The Drowning Girl: A Memoir by Caitlín R. Kiernan (book review).

Titles can sometimes be deceptive. The Victorians often wrote novels pretending that the book was a manuscript they had found and was the genuine recounting of some bizarre tale. Perhaps the reader thought it more exciting if there was a miniscule possibility that the story, even though extremely far-fetched, was true. In modern times, to call a book a memoir is to imply truth. Yet in fiction there is always an element of truth.

TheDrowningGirl

‘The Drowning Girl’ is written in the first person, so in one respect, it is a memoir, but of the fictional narrator. The author has set herself a very difficult task. The voice of the novel has a ring of authenticity about it but outsiders, like the majority of readers, will never know how close to reality it is. The narrator, India Morgan Phelps or Imp, is a schizophrenic who doesn’t always take her medication. This immediately makes her an unreliable witness. She is also obsessive.

Imp has been affected differently by two paintings, both of which form a backdrop to the story she is telling and which colour her actions and the way she sees life. One is ‘The Drowning Girl’ and depicts a young, naked woman stepping into the river while looking over her shoulder into the trees. It was painted by a Philip George Saltonstall and is described in great detail. This attention to the minutest detail is part of Imp’s illness. The other picture is a more unsettling image called ‘Fecunda ratis’ by Albert Perrault and is an impressionistic image of a shadowy dark wood with a splash of red near the centre. As a child, Imp had intensely disliked the story of ‘Little Red Riding Hood’. This picture brings back all the disturbing feelings she has about it. Both paintings have source stories which Imp determinedly researches.
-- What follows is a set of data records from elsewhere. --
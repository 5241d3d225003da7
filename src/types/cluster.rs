// Copyright 2026, Jeroen van Erp <jeroen@geeko.me>
// SPDX-License-Identifier: Apache-2.0
use k8s_openapi::apimachinery::pkg::runtime::RawExtension;
use kube::CustomResource;
use serde::{Deserialize, Serialize};

/// Seed-side copy of the shoot, seed and cloud profile an extension works for.
/// There is one per shoot namespace, named like the namespace.
#[derive(CustomResource, Serialize, Deserialize, Clone, Debug, Default)]
#[kube(group = "extensions.gardener.cloud", version = "v1alpha1", kind = "Cluster")]
#[kube(schema = "disabled")]
#[serde(rename_all = "camelCase")]
pub struct ClusterSpec {
    pub cloud_profile: RawExtension,
    pub seed: RawExtension,
    pub shoot: RawExtension,
}
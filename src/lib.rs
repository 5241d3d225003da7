// Copyright 2026, Jeroen van Erp <jeroen@geeko.me>
// SPDX-License-Identifier: Apache-2.0
pub mod clock;
pub mod component;
pub mod config;
pub mod constants;
pub mod error;
pub mod kubernetes;
pub mod types;
pub mod webhook;

#[cfg(test)]
pub mod test_utils;
// Copyright 2026, Jeroen van Erp <jeroen@geeko.me>
// SPDX-License-Identifier: Apache-2.0

//! Polling with an interval, a timeout and a distinction between minor and severe errors.

use std::future::Future;
use std::time::Duration;
use tokio::time::{sleep, sleep_until, Instant};

/// Outcome of a single polling attempt
#[derive(Debug)]
pub enum Attempt<T, E> {
    /// The condition is met, stop polling
    Done(T),
    /// Not there yet, try again after the interval
    Minor(E),
    /// Give up immediately
    Severe(E),
}

/// Why polling stopped without success
#[derive(Debug, PartialEq)]
pub enum RetryError<E> {
    /// The timeout elapsed; carries the last minor error, if any
    Timeout(Option<E>),
    Severe(E),
}

/// Call `f` every `interval` until it reports `Done`, a severe error, or `timeout` elapses.
/// The first attempt happens immediately.
pub async fn until_timeout<T, E, F, Fut>(
    interval: Duration,
    timeout: Duration,
    mut f: F,
) -> Result<T, RetryError<E>>
where
    F: FnMut() -> Fut,
    Fut: Future<Output = Attempt<T, E>>,
{
    let deadline = Instant::now() + timeout;
    let mut last_error = None;

    loop {
        match tokio::time::timeout_at(deadline, f()).await {
            Ok(Attempt::Done(value)) => return Ok(value),
            Ok(Attempt::Severe(e)) => return Err(RetryError::Severe(e)),
            Ok(Attempt::Minor(e)) => last_error = Some(e),
            Err(_) => return Err(RetryError::Timeout(last_error)),
        }

        if Instant::now() + interval >= deadline {
            sleep_until(deadline).await;
            return Err(RetryError::Timeout(last_error));
        }

        sleep(interval).await;
    }
}

/// A minor error until `count` exceeds `threshold` attempts, severe afterwards
pub fn minor_or_severe<T, E>(count: u32, threshold: u32, err: E) -> Attempt<T, E> {
    if count > threshold {
        Attempt::Severe(err)
    } else {
        Attempt::Minor(err)
    }
}

/// Number of attempts at `interval` that fit into `threshold`
pub fn attempts_within(threshold: Duration, interval: Duration) -> u32 {
    if interval.is_zero() {
        return u32::MAX;
    }
    (threshold.as_nanos() / interval.as_nanos()).min(u32::MAX as u128) as u32
}
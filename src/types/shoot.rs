// Copyright 2026, Jeroen van Erp <jeroen@geeko.me>
// SPDX-License-Identifier: Apache-2.0

//! Shoot-side worker configuration the Worker resource is derived from.

use crate::types::worker::MachineControllerManagerSettings;
use k8s_openapi::api::core::v1::Taint;
use k8s_openapi::apimachinery::pkg::api::resource::Quantity;
use k8s_openapi::apimachinery::pkg::runtime::RawExtension;
use k8s_openapi::apimachinery::pkg::util::intstr::IntOrString;
use serde::{Deserialize, Serialize};
use std::collections::BTreeMap;

/// A worker pool as declared in the shoot specification
#[derive(Serialize, Deserialize, Clone, Debug, Default, PartialEq)]
#[serde(rename_all = "camelCase")]
pub struct ShootWorkerPool {
    pub name: String,
    pub machine: Machine,
    pub minimum: i32,
    pub maximum: i32,
    #[serde(skip_serializing_if = "Option::is_none")]
    pub max_surge: Option<IntOrString>,
    #[serde(skip_serializing_if = "Option::is_none")]
    pub max_unavailable: Option<IntOrString>,
    #[serde(skip_serializing_if = "Option::is_none")]
    pub annotations: Option<BTreeMap<String, String>>,
    #[serde(skip_serializing_if = "Option::is_none")]
    pub labels: Option<BTreeMap<String, String>>,
    #[serde(skip_serializing_if = "Option::is_none")]
    pub taints: Option<Vec<Taint>>,
    #[serde(skip_serializing_if = "Option::is_none")]
    pub provider_config: Option<RawExtension>,
    #[serde(skip_serializing_if = "Option::is_none")]
    pub volume: Option<ShootVolume>,
    #[serde(default, skip_serializing_if = "Vec::is_empty")]
    pub data_volumes: Vec<ShootDataVolume>,
    #[serde(skip_serializing_if = "Option::is_none")]
    pub kubelet_data_volume_name: Option<String>,
    #[serde(skip_serializing_if = "Option::is_none")]
    pub kubernetes: Option<WorkerKubernetes>,
    #[serde(skip_serializing_if = "Option::is_none")]
    pub zones: Option<Vec<String>>,
    #[serde(skip_serializing_if = "Option::is_none")]
    pub machine_controller_manager_settings: Option<MachineControllerManagerSettings>,
    #[serde(skip_serializing_if = "Option::is_none")]
    pub cri: Option<Cri>,
    #[serde(skip_serializing_if = "Option::is_none")]
    pub system_components: Option<SystemComponents>,
}

impl ShootWorkerPool {
    /// System components may run on the pool unless explicitly disallowed
    pub fn system_components_allowed(&self) -> bool {
        self.system_components.as_ref().map_or(true, |s| s.allow)
    }
}

#[derive(Serialize, Deserialize, Clone, Debug, Default, PartialEq)]
pub struct Machine {
    #[serde(rename = "type")]
    pub machine_type: String,
    pub image: ShootMachineImage,
    #[serde(skip_serializing_if = "Option::is_none")]
    pub architecture: Option<String>,
}

#[derive(Serialize, Deserialize, Clone, Debug, Default, PartialEq)]
pub struct ShootMachineImage {
    pub name: String,
    #[serde(skip_serializing_if = "Option::is_none")]
    pub version: Option<String>,
}

#[derive(Serialize, Deserialize, Clone, Debug, Default, PartialEq)]
#[serde(rename_all = "camelCase")]
pub struct ShootVolume {
    #[serde(skip_serializing_if = "Option::is_none")]
    pub name: Option<String>,
    #[serde(rename = "type", skip_serializing_if = "Option::is_none")]
    pub volume_type: Option<String>,
    #[serde(rename = "size")]
    pub volume_size: String,
    #[serde(skip_serializing_if = "Option::is_none")]
    pub encrypted: Option<bool>,
}

#[derive(Serialize, Deserialize, Clone, Debug, Default, PartialEq)]
#[serde(rename_all = "camelCase")]
pub struct ShootDataVolume {
    pub name: String,
    #[serde(rename = "type", skip_serializing_if = "Option::is_none")]
    pub volume_type: Option<String>,
    #[serde(rename = "size")]
    pub volume_size: String,
    #[serde(skip_serializing_if = "Option::is_none")]
    pub encrypted: Option<bool>,
}

#[derive(Serialize, Deserialize, Clone, Debug, Default, PartialEq)]
pub struct WorkerKubernetes {
    #[serde(skip_serializing_if = "Option::is_none")]
    pub version: Option<String>,
}

#[derive(Serialize, Deserialize, Clone, Debug, Default, PartialEq)]
#[serde(rename_all = "camelCase")]
pub struct Cri {
    pub name: String,
    #[serde(default, skip_serializing_if = "Vec::is_empty")]
    pub container_runtimes: Vec<ContainerRuntime>,
}

#[derive(Serialize, Deserialize, Clone, Debug, Default, PartialEq)]
pub struct ContainerRuntime {
    #[serde(rename = "type")]
    pub runtime_type: String,
}

#[derive(Serialize, Deserialize, Clone, Debug, Default, PartialEq)]
pub struct SystemComponents {
    pub allow: bool,
}

/// A machine type offered by the cloud profile
#[derive(Serialize, Deserialize, Clone, Debug, PartialEq)]
#[serde(rename_all = "camelCase")]
pub struct MachineType {
    pub name: String,
    pub cpu: Quantity,
    pub gpu: Quantity,
    pub memory: Quantity,
    #[serde(skip_serializing_if = "Option::is_none")]
    pub usable: Option<bool>,
    #[serde(skip_serializing_if = "Option::is_none")]
    pub architecture: Option<String>,
}

/// Look up a machine type by name
pub fn find_machine_type_by_name<'a>(
    machine_types: &'a [MachineType],
    name: &str,
) -> Option<&'a MachineType> {
    machine_types.iter().find(|m| m.name == name)
}

/// Operating system configuration rendered for a worker pool
#[derive(Serialize, Deserialize, Clone, Debug, Default, PartialEq)]
pub struct OperatingSystemConfigs {
    pub downloader: OperatingSystemConfigData,
    pub original: OperatingSystemConfigData,
}

#[derive(Serialize, Deserialize, Clone, Debug, Default, PartialEq)]
pub struct OperatingSystemConfigData {
    pub content: String,
    #[serde(skip_serializing_if = "Option::is_none")]
    pub command: Option<String>,
    #[serde(default, skip_serializing_if = "Vec::is_empty")]
    pub units: Vec<String>,
}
‘The Drowning Girl’ is a picture that Imp has known most of her life, the other she sees for the first time when she goes to a retrospective exhibition with her new girlfriend, Abalyn. Much of the novel is about Imp’s relationship with Abalyn. Imp’s obsession with facts and information is her way of grounding herself and making sense of the reality she belongs to. As her mental health deteriorates, she becomes more and more involved with the back-story of the Saltonstall picture. She almost feels that she will see the real event it depicts if she goes to the place where it is painted. On the way back, in the dark, she comes across a naked woman, who calls herself Eva Canning, whom takes her home. It is from this point that an already nebulous and untrustworthy account edges into the surreal. Even Imp is never fully clear as to whether Eva is real or a figment of her imagination.

The Drowning Girl is a beautifully written and totally sympathetic portrayal of a mind in chaos. The repetitions and the attention to detail raise the quality of the writing to that of a high class literary novel. While it might not be to the taste of every reader, this is the kind of surreal fantasy that deserves to be read by as wide an audience as possible, even if only to get an idea of how a deranged mind works.

Pauline Morgan

March 2014

(pub: ROC, New York. 332 page paperback. Price: $16.00 (US), $17.00 (CA). ISBN: 978-0-451-46416-3)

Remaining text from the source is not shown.